═══ Information given ═══

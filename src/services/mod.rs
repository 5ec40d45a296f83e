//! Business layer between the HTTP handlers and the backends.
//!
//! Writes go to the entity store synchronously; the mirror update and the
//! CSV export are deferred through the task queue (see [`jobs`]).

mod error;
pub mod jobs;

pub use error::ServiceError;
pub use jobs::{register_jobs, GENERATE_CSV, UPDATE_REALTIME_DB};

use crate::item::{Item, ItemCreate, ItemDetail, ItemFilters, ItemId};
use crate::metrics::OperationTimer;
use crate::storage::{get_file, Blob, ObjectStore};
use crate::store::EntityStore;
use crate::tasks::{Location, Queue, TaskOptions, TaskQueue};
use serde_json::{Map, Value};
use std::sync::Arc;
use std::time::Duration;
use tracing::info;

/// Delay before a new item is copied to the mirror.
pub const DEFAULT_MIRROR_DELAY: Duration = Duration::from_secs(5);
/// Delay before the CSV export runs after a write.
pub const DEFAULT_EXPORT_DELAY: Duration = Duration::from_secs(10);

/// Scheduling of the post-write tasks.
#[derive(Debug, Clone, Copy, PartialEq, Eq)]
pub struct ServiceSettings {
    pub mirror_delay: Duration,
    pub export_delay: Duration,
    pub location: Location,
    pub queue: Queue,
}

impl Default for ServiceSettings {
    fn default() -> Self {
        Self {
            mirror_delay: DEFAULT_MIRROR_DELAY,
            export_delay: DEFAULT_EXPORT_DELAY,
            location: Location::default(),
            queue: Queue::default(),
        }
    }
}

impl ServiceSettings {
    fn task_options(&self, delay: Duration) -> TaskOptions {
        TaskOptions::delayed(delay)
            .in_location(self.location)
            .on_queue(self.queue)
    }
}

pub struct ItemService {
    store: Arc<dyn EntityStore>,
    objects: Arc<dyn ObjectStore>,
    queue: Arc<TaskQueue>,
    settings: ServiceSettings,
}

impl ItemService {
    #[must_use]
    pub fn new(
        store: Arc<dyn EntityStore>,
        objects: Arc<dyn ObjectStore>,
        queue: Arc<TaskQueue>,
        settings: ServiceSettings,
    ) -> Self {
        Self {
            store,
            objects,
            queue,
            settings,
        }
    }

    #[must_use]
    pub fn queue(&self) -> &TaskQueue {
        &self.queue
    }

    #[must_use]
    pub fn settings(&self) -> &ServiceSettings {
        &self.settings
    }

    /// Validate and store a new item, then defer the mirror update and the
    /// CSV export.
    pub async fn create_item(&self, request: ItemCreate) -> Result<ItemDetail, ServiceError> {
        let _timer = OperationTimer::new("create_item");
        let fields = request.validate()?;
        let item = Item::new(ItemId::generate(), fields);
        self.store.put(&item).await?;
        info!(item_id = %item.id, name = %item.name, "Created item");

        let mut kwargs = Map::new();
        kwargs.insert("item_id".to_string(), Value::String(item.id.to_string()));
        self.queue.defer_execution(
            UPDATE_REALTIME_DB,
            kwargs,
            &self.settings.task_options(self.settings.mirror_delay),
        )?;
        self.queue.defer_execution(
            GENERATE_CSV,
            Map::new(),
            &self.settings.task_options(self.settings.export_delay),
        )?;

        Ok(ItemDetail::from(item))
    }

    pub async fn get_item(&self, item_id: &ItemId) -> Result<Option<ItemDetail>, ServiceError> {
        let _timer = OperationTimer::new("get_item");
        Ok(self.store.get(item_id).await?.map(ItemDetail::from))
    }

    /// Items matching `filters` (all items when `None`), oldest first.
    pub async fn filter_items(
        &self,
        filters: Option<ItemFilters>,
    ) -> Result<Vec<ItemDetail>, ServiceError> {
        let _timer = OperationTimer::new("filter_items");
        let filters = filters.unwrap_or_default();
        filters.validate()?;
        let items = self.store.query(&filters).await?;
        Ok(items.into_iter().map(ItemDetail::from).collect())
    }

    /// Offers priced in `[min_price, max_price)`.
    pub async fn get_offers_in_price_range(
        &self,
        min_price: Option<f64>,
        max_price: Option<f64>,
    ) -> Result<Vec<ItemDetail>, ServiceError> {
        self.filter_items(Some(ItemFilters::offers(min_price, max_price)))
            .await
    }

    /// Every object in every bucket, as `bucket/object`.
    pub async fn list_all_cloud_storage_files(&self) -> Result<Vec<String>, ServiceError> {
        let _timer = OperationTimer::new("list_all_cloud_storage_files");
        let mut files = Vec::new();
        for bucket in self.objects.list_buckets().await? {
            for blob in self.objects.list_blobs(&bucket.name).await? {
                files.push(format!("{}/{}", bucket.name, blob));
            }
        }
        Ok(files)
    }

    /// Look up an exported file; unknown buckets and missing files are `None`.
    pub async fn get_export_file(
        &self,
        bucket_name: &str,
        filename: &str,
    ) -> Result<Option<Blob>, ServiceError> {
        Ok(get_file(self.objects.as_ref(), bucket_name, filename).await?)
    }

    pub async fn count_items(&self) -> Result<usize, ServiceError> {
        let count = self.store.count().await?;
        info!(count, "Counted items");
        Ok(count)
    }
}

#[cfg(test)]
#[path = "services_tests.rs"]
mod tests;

═══
═══ Information given ═══

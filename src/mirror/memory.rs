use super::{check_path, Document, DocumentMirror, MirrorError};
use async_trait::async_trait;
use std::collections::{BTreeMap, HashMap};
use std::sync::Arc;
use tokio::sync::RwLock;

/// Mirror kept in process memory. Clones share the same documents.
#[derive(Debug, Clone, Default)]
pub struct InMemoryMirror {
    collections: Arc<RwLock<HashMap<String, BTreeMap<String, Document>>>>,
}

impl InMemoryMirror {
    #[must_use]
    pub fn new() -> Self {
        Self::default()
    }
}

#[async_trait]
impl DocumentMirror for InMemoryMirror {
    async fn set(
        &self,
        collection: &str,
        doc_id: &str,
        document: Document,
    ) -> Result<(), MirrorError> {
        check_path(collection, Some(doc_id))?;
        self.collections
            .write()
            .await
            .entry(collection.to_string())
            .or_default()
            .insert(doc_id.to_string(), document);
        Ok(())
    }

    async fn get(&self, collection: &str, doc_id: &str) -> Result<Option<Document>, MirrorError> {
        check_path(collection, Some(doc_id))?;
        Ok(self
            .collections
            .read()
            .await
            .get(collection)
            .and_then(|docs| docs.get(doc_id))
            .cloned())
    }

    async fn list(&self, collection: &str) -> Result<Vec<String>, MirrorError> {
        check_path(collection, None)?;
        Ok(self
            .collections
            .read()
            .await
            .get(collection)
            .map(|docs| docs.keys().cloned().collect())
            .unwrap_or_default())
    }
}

═══

▶ [Task to carry out] Out of the data above, set down the lines from the one with "and the backends." to the one with "use crate::metrics::OperationTimer;", both included, exactly as written and with no additions.

▶ [Output for this task]
//! Business layer between the HTTP handlers and the backends.
//!
//! Writes go to the entity store synchronously; the mirror update and the
//! CSV export are deferred through the task queue (see [`jobs`]).

mod error;
pub mod jobs;

pub use error::ServiceError;
pub use jobs::{register_jobs, GENERATE_CSV, UPDATE_REALTIME_DB};

use crate::item::{Item, ItemCreate, ItemDetail, ItemFilters, ItemId};
use crate::metrics::OperationTimer;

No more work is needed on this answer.